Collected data
○ ○ ○ ○

// -- Parquet / Arrow helpers --

fn string_cell<'a>(
    col: &'a ArrayRef,
    batch_row: usize,
    row: usize,
    column: &'static str,
) -> Result<&'a str, LoadError> {
    if col.is_null(batch_row) {
        return Err(LoadError::cell(row, column, "null value"));
    }
    let value = match col.data_type() {
        DataType::Utf8 => col.as_string_opt::<i32>().map(|s| s.value(batch_row)),
        DataType::LargeUtf8 => col.as_string_opt::<i64>().map(|s| s.value(batch_row)),
        _ => None,
    };
    value.ok_or_else(|| {
        LoadError::cell(row, column, format!("expected a string column, got {:?}", col.data_type()))
    })
}

fn numeric_cell(col: &ArrayRef, batch_row: usize, row: usize, column: &'static str) -> Result<f64, LoadError> {
    if col.is_null(batch_row) {
        return Err(LoadError::cell(row, column, "null value"));
    }
    let value = match col.data_type() {
        DataType::Int32 => col.as_primitive_opt::<Int32Type>().map(|a| a.value(batch_row) as f64),
        DataType::Int64 => col.as_primitive_opt::<Int64Type>().map(|a| a.value(batch_row) as f64),
        DataType::Float32 => col.as_primitive_opt::<Float32Type>().map(|a| a.value(batch_row) as f64),
        DataType::Float64 => col.as_primitive_opt::<Float64Type>().map(|a| a.value(batch_row)),
        _ => None,
    };
    value.ok_or_else(|| {
        LoadError::cell(row, column, format!("expected a numeric column, got {:?}", col.data_type()))
    })
}

#[cfg(test)]
mod tests {
    use std::io::Write;
    use std::sync::Arc;

    use arrow::array::{Float64Array, Int64Array, StringArray};
    use arrow::datatypes::{Field, Schema};
    use arrow::record_batch::RecordBatch;
    use parquet::arrow::ArrowWriter;

    use super::*;

    const CSV_HEADER: &str =
        "Flight Number,Launch Site,Mission Outcome,class,Payload Mass (kg),Booster Version,Booster Version Category";

    fn write_file(suffix: &str, contents: &str) -> tempfile::NamedTempFile {
        let mut file = tempfile::Builder::new().suffix(suffix).tempfile().unwrap();
        file.write_all(contents.as_bytes()).unwrap();
        file
    }

    #[test]
    fn test_load_csv_ignores_extra_columns() {
        let csv = format!(
            "{CSV_HEADER}\n\
             1,CCAFS LC-40,Success,0,0.0,F9 v1.0  B0003,v1.0\n\
             2,KSC LC-39A,Success,1,2490.0,F9 FT B1031.1,FT\n\
             3,VAFB SLC-4E,Success,1.0,9600.0,F9 B4 B1041.1,B4\n"
        );
        let file = write_file(".csv", &csv);
        let ds = load_file(file.path()).unwrap();

        assert_eq!(ds.len(), 3);
        assert_eq!(ds.distinct_sites(), ["CCAFS LC-40", "KSC LC-39A", "VAFB SLC-4E"]);
        assert_eq!(ds.payload_bounds(), (0.0, 9600.0));
        let first = &ds.records()[0];
        assert_eq!(first.outcome, Outcome::Failure);
        assert_eq!(first.booster_category, "v1.0");
        assert_eq!(ds.records()[2].outcome, Outcome::Success);
    }

    #[test]
    fn test_load_csv_missing_column() {
        let csv = "Launch Site,class,Booster Version Category\nKSC,1,FT\n";
        let file = write_file(".csv", csv);
        let err = load_file(file.path()).unwrap_err();
        assert!(matches!(err, LoadError::MissingColumn(PAYLOAD_COLUMN)));
    }

    #[test]
    fn test_load_csv_rejects_bad_class() {
        let csv = format!("{CSV_HEADER}\n1,KSC,Success,2,100.0,x,FT\n");
        let file = write_file(".csv", &csv);
        match load_file(file.path()).unwrap_err() {
            LoadError::InvalidCell { row, column, .. } => {
                assert_eq!(row, 0);
                assert_eq!(column, CLASS_COLUMN);
            }
            other => panic!("unexpected error: {other}"),
        }
    }

    #[test]
    fn test_load_csv_rejects_negative_and_unparsable_payload() {
        let negative = format!("{CSV_HEADER}\n1,KSC,Success,1,-5,x,FT\n");
        let file = write_file(".csv", &negative);
        assert!(matches!(
            load_file(file.path()).unwrap_err(),
            LoadError::InvalidCell { column: PAYLOAD_COLUMN, .. }
        ));

        let garbage = format!("{CSV_HEADER}\n1,KSC,Success,1,100,x,FT\n2,KSC,Success,1,heavy,x,FT\n");
        let file = write_file(".csv", &garbage);
        assert!(matches!(
            load_file(file.path()).unwrap_err(),
            LoadError::InvalidCell { row: 1, column: PAYLOAD_COLUMN, .. }
        ));
    }

    #[test]
    fn test_load_csv_header_only_is_empty() {
        let file = write_file(".csv", &format!("{CSV_HEADER}\n"));
        assert!(matches!(load_file(file.path()).unwrap_err(), LoadError::Empty));
    }

    #[test]
    fn test_missing_file_is_io_error() {
        let err = load_file(Path::new("/nonexistent/launches.csv")).unwrap_err();
        assert!(matches!(err, LoadError::Io { .. }));
    }

    #[test]
    fn test_unsupported_extension() {
        let file = write_file(".xlsx", "");
        assert!(matches!(
            load_file(file.path()).unwrap_err(),
            LoadError::UnsupportedExtension(ext) if ext == "xlsx"
        ));
    }

    #[test]
    fn test_load_json_records() {
        let json = r#"[
            {"Launch Site": "KSC LC-39A", "Payload Mass (kg)": 5000, "class": 1, "Booster Version Category": "FT"},
            {"Launch Site": "KSC LC-39A", "Payload Mass (kg)": "3000.5", "class": 0.0, "Booster Version Category": "FT"}
        ]"#;
        let file = write_file(".json", json);
        let ds = load_file(file.path()).unwrap();
        assert_eq!(ds.len(), 2);
        assert_eq!(ds.records()[1].payload_mass_kg, 3000.5);
        assert_eq!(ds.records()[1].outcome, Outcome::Failure);
    }

    #[test]
    fn test_load_json_missing_field() {
        let json = r#"[{"Launch Site": "KSC", "class": 1, "Booster Version Category": "FT"}]"#;
        assert!(matches!(
            read_json(json).unwrap_err(),
            LoadError::MissingColumn(PAYLOAD_COLUMN)
        ));
        assert!(matches!(read_json("{}").unwrap_err(), LoadError::Json(_)));
    }

    #[test]
    fn test_load_parquet() {
        let schema = Arc::new(Schema::new(vec![
            Field::new(SITE_COLUMN, DataType::Utf8, false),
            Field::new(PAYLOAD_COLUMN, DataType::Float64, false),
            Field::new(CLASS_COLUMN, DataType::Int64, false),
            Field::new(BOOSTER_COLUMN, DataType::Utf8, false),
        ]));
        let batch = RecordBatch::try_new(
            schema.clone(),
            vec![
                Arc::new(StringArray::from(vec!["KSC", "CCAFS"])),
                Arc::new(Float64Array::from(vec![5000.0, 7000.0])),
                Arc::new(Int64Array::from(vec![1, 0])),
                Arc::new(StringArray::from(vec!["v1", "v2"])),
            ],
        )
        .unwrap();

        let file = tempfile::Builder::new().suffix(".parquet").tempfile().unwrap();
        let mut writer = ArrowWriter::try_new(file.reopen().unwrap(), schema, None).unwrap();
        writer.write(&batch).unwrap();
        writer.close().unwrap();

        let ds = load_file(file.path()).unwrap();
        assert_eq!(ds.distinct_sites(), ["KSC", "CCAFS"]);
        assert_eq!(ds.records()[1].outcome, Outcome::Failure);
        assert_eq!(ds.payload_bounds(), (5000.0, 7000.0));
    }

    #[test]
    fn test_load_parquet_missing_column() {
        let schema = Arc::new(Schema::new(vec![Field::new(SITE_COLUMN, DataType::Utf8, false)]));
        let batch = RecordBatch::try_new(schema.clone(), vec![Arc::new(StringArray::from(vec!["KSC"]))]).unwrap();

        let file = tempfile::Builder::new().suffix(".parquet").tempfile().unwrap();
        let mut writer = ArrowWriter::try_new(file.reopen().unwrap(), schema, None).unwrap();
        writer.write(&batch).unwrap();
        writer.close().unwrap();

        assert!(matches!(
            load_file(file.path()).unwrap_err(),
            LoadError::MissingColumn(PAYLOAD_COLUMN)
        ));
    }
}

○ ○ ○ ○

WHAT YOU NEED TO DO:
Please copy, word for word, every line from the first line of the records through the line containing "DataType::Int64 => col.as_primitive_opt::<Int64Type>().map(|a|", with both of those lines included and nothing else.

RESPONSE TO THIS EXERCISE:
// -- Parquet / Arrow helpers --

fn string_cell<'a>(
    col: &'a ArrayRef,
    batch_row: usize,
    row: usize,
    column: &'static str,
) -> Result<&'a str, LoadError> {
    if col.is_null(batch_row) {
        return Err(LoadError::cell(row, column, "null value"));
    }
    let value = match col.data_type() {
        DataType::Utf8 => col.as_string_opt::<i32>().map(|s| s.value(batch_row)),
        DataType::LargeUtf8 => col.as_string_opt::<i64>().map(|s| s.value(batch_row)),
        _ => None,
    };
    value.ok_or_else(|| {
        LoadError::cell(row, column, format!("expected a string column, got {:?}", col.data_type()))
    })
}

fn numeric_cell(col: &ArrayRef, batch_row: usize, row: usize, column: &'static str) -> Result<f64, LoadError> {
    if col.is_null(batch_row) {
        return Err(LoadError::cell(row, column, "null value"));
    }
    let value = match col.data_type() {
        DataType::Int32 => col.as_primitive_opt::<Int32Type>().map(|a| a.value(batch_row) as f64),
        DataType::Int64 => col.as_primitive_opt::<Int64Type>().map(|a| a.value(batch_row) as f64),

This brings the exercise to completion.